The physical inadequacy of his kiss didn’t really matter. Already a new element had precipitated from her contact with him in the presence of the sea. The sound of the surf was full of echoes, and the night was larger than it had ever been.

Because he had come from a great distance, from an unimaginable place where planes flew up from carrier decks and combat communications got locomotor ataxia, she had a vivid sense that the ocean stretched far beyond the limit of her vision, curving downward in darkness below the uncertain horizon to military islands and contested waters where the war was being fought. She was invaded by a consciousness that never withdrew again – that she was standing on the edge of a dim infinity from which anything might emerge to meet her: grief, or ecstasy, or death. And she had experienced the three of them.

chapter 4

Theodore Klifter watched her as she talked, occasionally stroking his reassuring beard. He had grown this beard involuntarily during a period when he had had no access to shaving materials – it hurt his S.S. guards in their professional feelings when their prospective victims cut their own throats – and he had retained it as a protection for the lower half of his face. The upper half of his face was shielded by thick spectacles that enlarged her image and blurred it slightly, as if there were a wall of glass between them.

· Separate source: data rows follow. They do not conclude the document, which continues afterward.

pub mod enrichment;
pub mod error;
pub mod extract;
pub mod http;
pub mod sources;

pub use enrichment::{
    BatchSummary, EnrichmentReport, MergeLayer, MetadataSource, MetadataStage, Pipeline,
    RecordSink, merge,
};
pub use error::{EnrichError, Result};
pub use extract::{
    ArchiveCapabilities, ComicArchiveExtractor, EpubMetadataExtractor, FormatExtractor,
    parse_comic_info,
};
pub use sources::{CatalogClient, CatalogSource, GoogleBooksSource, OpenLibrarySource};
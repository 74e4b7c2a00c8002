use std::path::{Path, PathBuf};

use serde::{Deserialize, Serialize};

use crate::error::{CoreError, Result};

/// An input file resolved to an absolute path, with its lowercase extension.
#[derive(Debug, Clone, PartialEq, Eq)]
pub struct FileHandle {
    path: PathBuf,
    extension: String,
}

impl FileHandle {
    /// Resolve `path` against the filesystem. Fails when the file does not exist.
    pub fn open(path: &Path) -> Result<Self> {
        if !path.is_file() {
            return Err(CoreError::FileNotFound(path.display().to_string()));
        }
        let path = path.canonicalize()?;
        Ok(Self::from_path(path))
    }

    /// Build a handle without touching the filesystem.
    pub fn from_path(path: impl Into<PathBuf>) -> Self {
        let path = path.into();
        let extension = path
            .extension()
            .map(|ext| format!(".{}", ext.to_string_lossy().to_lowercase()))
            .unwrap_or_default();
        Self { path, extension }
    }

    pub fn path(&self) -> &Path {
        &self.path
    }

    /// Lowercase extension including the leading dot, or empty.
    pub fn extension(&self) -> &str {
        &self.extension
    }

    pub fn file_name(&self) -> String {
        self.path
            .file_name()
            .map(|name| name.to_string_lossy().to_string())
            .unwrap_or_default()
    }

    /// File name without its final extension.
    pub fn base_name(&self) -> String {
        self.path
            .file_stem()
            .map(|stem| stem.to_string_lossy().to_string())
            .unwrap_or_default()
    }

    /// Upper-cased extension without the dot, e.g. `AZW3`.
    pub fn format_tag(&self) -> String {
        self.extension.trim_start_matches('.').to_uppercase()
    }
}

/// Which extractor a file is routed to.
#[derive(Debug, Clone, Copy, PartialEq, Eq, Hash, Serialize, Deserialize)]
#[serde(rename_all = "snake_case")]
pub enum FormatKind {
    Epub,
    ComicZip,
    ComicRar,
    Generic,
}

impl std::fmt::Display for FormatKind {
    fn fmt(&self, f: &mut std::fmt::Formatter<'_>) -> std::fmt::Result {
        let s = match self {
            Self::Epub => "epub",
            Self::ComicZip => "comic_zip",
            Self::ComicRar => "comic_rar",
            Self::Generic => "generic",
        };
        write!(f, "{s}")
    }
}

impl FormatKind {
    /// Map an already-matched extension (with or without the dot) to a kind.
    pub fn from_extension(ext: &str) -> Self {
        match ext.trim_start_matches('.').to_lowercase().as_str() {
            "epub" => Self::Epub,
            "cbz" => Self::ComicZip,
            "cbr" => Self::ComicRar,
            _ => Self::Generic,
        }
    }

    pub fn is_comic(&self) -> bool {
        matches!(self, Self::ComicZip | Self::ComicRar)
    }

    /// Container tag for comic kinds.
    pub fn comic_tag(&self) -> Option<&'static str> {
        match self {
            Self::ComicZip => Some("CBZ"),
            Self::ComicRar => Some("CBR"),
            _ => None,
        }
    }
}
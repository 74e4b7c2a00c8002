use std::path::Path;

use shelfscan_core::{ComicsConfig, FormatKind, MetadataRecord};

pub mod comic;
pub mod comic_info;
pub mod epub;

pub use comic::{ArchiveBackend, ArchiveScan, ComicArchiveExtractor, EntryFilter, ZipBackend};
pub use comic_info::{COMIC_INFO_ENTRY, parse_comic_info};
pub use epub::{EpubMetadataExtractor, parse_opf};

#[cfg(feature = "rar")]
pub use comic::RarBackend;

/// Optional archive backends available to this build, resolved once at startup.
#[derive(Debug, Clone, Copy, Default, PartialEq, Eq)]
pub struct ArchiveCapabilities {
    pub rar: bool,
}

impl ArchiveCapabilities {
    pub fn detect() -> Self {
        Self {
            rar: cfg!(feature = "rar"),
        }
    }
}

/// Embedded-metadata layer for one classified file.
pub trait FormatExtractor: Send + Sync {
    fn extract(&self, path: &Path, kind: FormatKind) -> MetadataRecord;
}

/// EPUB packages and comic archives; other formats carry no embedded layer.
pub struct DefaultFormatExtractor {
    epub: EpubMetadataExtractor,
    comic: ComicArchiveExtractor,
}

impl DefaultFormatExtractor {
    pub fn new(capabilities: ArchiveCapabilities, comics: &ComicsConfig) -> Self {
        Self {
            epub: EpubMetadataExtractor::new(),
            comic: ComicArchiveExtractor::new(capabilities, comics),
        }
    }
}

impl FormatExtractor for DefaultFormatExtractor {
    fn extract(&self, path: &Path, kind: FormatKind) -> MetadataRecord {
        match kind {
            FormatKind::Epub => self.epub.extract(path),
            FormatKind::ComicZip | FormatKind::ComicRar => self.comic.extract(path, kind),
            FormatKind::Generic => MetadataRecord::default(),
        }
    }
}

#[cfg(test)]
mod tests {
    use super::*;

    #[test]
    fn detect_follows_build_features() {
        assert_eq!(ArchiveCapabilities::detect().rar, cfg!(feature = "rar"));
    }

    #[test]
    fn generic_formats_have_no_embedded_layer() {
        let extractor =
            DefaultFormatExtractor::new(ArchiveCapabilities::default(), &ComicsConfig::default());
        let record = extractor.extract(Path::new("/nowhere/book.pdf"), FormatKind::Generic);
        assert!(record.is_empty());
    }
}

The admiration he felt for Paula was not wholly uncritical, though he knew that he made special allowances for tall women who had long brown hair, like the hair his mother had allowed him to brush for her in the evenings when he was a child. Paula was not extraordinarily intelligent, as he preferred women to be, and there was a harsh and irritating contrast between the hard surface of her conversation and the strong vein of emotional femininity in her nature. But she was honest and self-aware. She knew what she wanted and had the stability to wait for it. She was capable of sustaining a grand passion without lapses into moral triviality, and without romantic solemnity. Though other people’s lovers were his life’s most hackneyed theme, he couldn’t help being interested in the man who had won such a love from such a woman.

Her quiet face showed traces of the hard day she had had, but she had plunged into her story as soon as she was seated in his living-room with a drink. He let her talk, for he understood that she had wound up her courage to this point, and was unwilling to give it time to run down.

“You already know, don’t you, that he had a severe shock last April when his ship was bombed? It was one of the suicide planes that the Japanese used so much in the last months of the war. A great many of Bret’s shipmates were killed, and he himself was rather badly burned and thrown into the water. He was picked up by a crash boat and flown to Guam. He recuperated in the naval hospital there. I didn’t know anything about this at the time, but his wife did.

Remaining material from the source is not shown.